BRIEF
All of these records need to be duplicated exactly.

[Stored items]
------------------------------

//! Client response construction and error mapping.
//!
//! # Design Decisions
//! - Backend bodies are streamed, never buffered
//! - Each response gets a freshly built header map: CORS headers first,
//!   then backend headers, where a backend header replaces a CORS header
//!   of the same name
//! - Failures before any response byte is sent map to an HTTP status;
//!   failures after that abort the client connection

use axum::{
    body::Body,
    http::{HeaderMap, HeaderName, Response, StatusCode},
    response::IntoResponse,
};
use hyper::body::Incoming;
use std::time::Duration;

use crate::http::cors;
use crate::http::headers::strip_hop_by_hop;

/// Per-request failures. None of these outlive the request handler.
#[derive(Debug, thiserror::Error)]
pub enum ProxyError {
    /// Backend could not be reached, or failed before producing response headers.
    #[error("backend unreachable")]
    UpstreamUnreachable(#[from] hyper_util::client::legacy::Error),

    /// Backend produced no response headers within the configured deadline.
    #[error("backend did not respond within {0:?}")]
    UpstreamTimeout(Duration),

    /// Inbound request cannot be retargeted at the backend.
    #[error("malformed request: {0}")]
    MalformedRequest(String),
}

impl ProxyError {
    pub fn status(&self) -> StatusCode {
        match self {
            ProxyError::UpstreamUnreachable(_) => StatusCode::BAD_GATEWAY,
            ProxyError::UpstreamTimeout(_) => StatusCode::GATEWAY_TIMEOUT,
            ProxyError::MalformedRequest(_) => StatusCode::BAD_REQUEST,
        }
    }

    /// This error followed by every cause in its source chain.
    pub fn diagnostic(&self) -> String {
        error_chain(self)
    }
}

/// Join an error and its sources with `: `, outermost first.
pub fn error_chain(err: &(dyn std::error::Error + 'static)) -> String {
    let mut message = err.to_string();
    let mut source = err.source();
    while let Some(cause) = source {
        message.push_str(": ");
        message.push_str(&cause.to_string());
        source = cause.source();
    }
    message
}

impl IntoResponse for ProxyError {
    fn into_response(self) -> axum::response::Response {
        let mut response = (self.status(), format!("Proxy error: {}", self.diagnostic())).into_response();
        cors::apply(response.headers_mut());
        response
    }
}

/// Turn a backend response into the client response: same status, merged
/// headers, same body stream.
pub fn relay(response: Response<Incoming>) -> Response<Body> {
    let (mut parts, body) = response.into_parts();
    parts.headers = merge_headers(parts.headers);
    Response::from_parts(parts, Body::new(body))
}

/// Build the client header map from CORS headers plus backend headers.
///
/// Multi-valued backend headers (e.g. `Set-Cookie`) keep every value in order.
pub fn merge_headers(mut backend: HeaderMap) -> HeaderMap {
    strip_hop_by_hop(&mut backend);

    let mut merged = HeaderMap::with_capacity(backend.len() + 3);
    cors::apply(&mut merged);

    let mut current: Option<HeaderName> = None;
    for (name, value) in backend {
        if let Some(name) = name {
            merged.remove(&name);
            current = Some(name);
        }
        if let Some(name) = &current {
            merged.append(name.clone(), value);
        }
    }
    merged
}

------------------------------

TASK RESULT
//! Client response construction and error mapping.
//!
//! # Design Decisions
//! - Backend bodies are streamed, never buffered
//! - Each response gets a freshly built header map: CORS headers first,
//!   then backend headers, where a backend header replaces a CORS header
//!   of the same name
//! - Failures before any response byte is sent map to an HTTP status;
//!   failures after that abort the client connection

use axum::{
    body::Body,
    http::{HeaderMap, HeaderName, Response, StatusCode},
    response::IntoResponse,
};
use hyper::body::Incoming;
use std::time::Duration;

use crate::http::cors;
use crate::http::headers::strip_hop_by_hop;

/// Per-request failures. None of these outlive the request handler.
#[derive(Debug, thiserror::Error)]
pub enum ProxyError {
    /// Backend could not be reached, or failed before producing response headers.
    #[error("backend unreachable")]
    UpstreamUnreachable(#[from] hyper_util::client::legacy::Error),

    /// Backend produced no response headers within the configured deadline.
    #[error("backend did not respond within {0:?}")]
    UpstreamTimeout(Duration),

    /// Inbound request cannot be retargeted at the backend.
    #[error("malformed request: {0}")]
    MalformedRequest(String),
}

impl ProxyError {
    pub fn status(&self) -> StatusCode {
        match self {
            ProxyError::UpstreamUnreachable(_) => StatusCode::BAD_GATEWAY,
            ProxyError::UpstreamTimeout(_) => StatusCode::GATEWAY_TIMEOUT,
            ProxyError::MalformedRequest(_) => StatusCode::BAD_REQUEST,
        }
    }

    /// This error followed by every cause in its source chain.
    pub fn diagnostic(&self) -> String {
        error_chain(self)
    }
}

/// Join an error and its sources with `: `, outermost first.
pub fn error_chain(err: &(dyn std::error::Error + 'static)) -> String {
    let mut message = err.to_string();
    let mut source = err.source();
    while let Some(cause) = source {
        message.push_str(": ");
        message.push_str(&cause.to_string());
        source = cause.source();
    }
    message
}

impl IntoResponse for ProxyError {
    fn into_response(self) -> axum::response::Response {
        let mut response = (self.status(), format!("Proxy error: {}", self.diagnostic())).into_response();
        cors::apply(response.headers_mut());
        response
    }
}

/// Turn a backend response into the client response: same status, merged
/// headers, same body stream.
pub fn relay(response: Response<Incoming>) -> Response<Body> {
    let (mut parts, body) = response.into_parts();
    parts.headers = merge_headers(parts.headers);
    Response::from_parts(parts, Body::new(body))
}

/// Build the client header map from CORS headers plus backend headers.
///
/// Multi-valued backend headers (e.g. `Set-Cookie`) keep every value in order.
pub fn merge_headers(mut backend: HeaderMap) -> HeaderMap {
    strip_hop_by_hop(&mut backend);

    let mut merged = HeaderMap::with_capacity(backend.len() + 3);
    cors::apply(&mut merged);

    let mut current: Option<HeaderName> = None;
    for (name, value) in backend {
        if let Some(name) = name {
            merged.remove(&name);
            current = Some(name);
        }
        if let Some(name) = &current {
            merged.append(name.clone(), value);
        }
    }
    merged
}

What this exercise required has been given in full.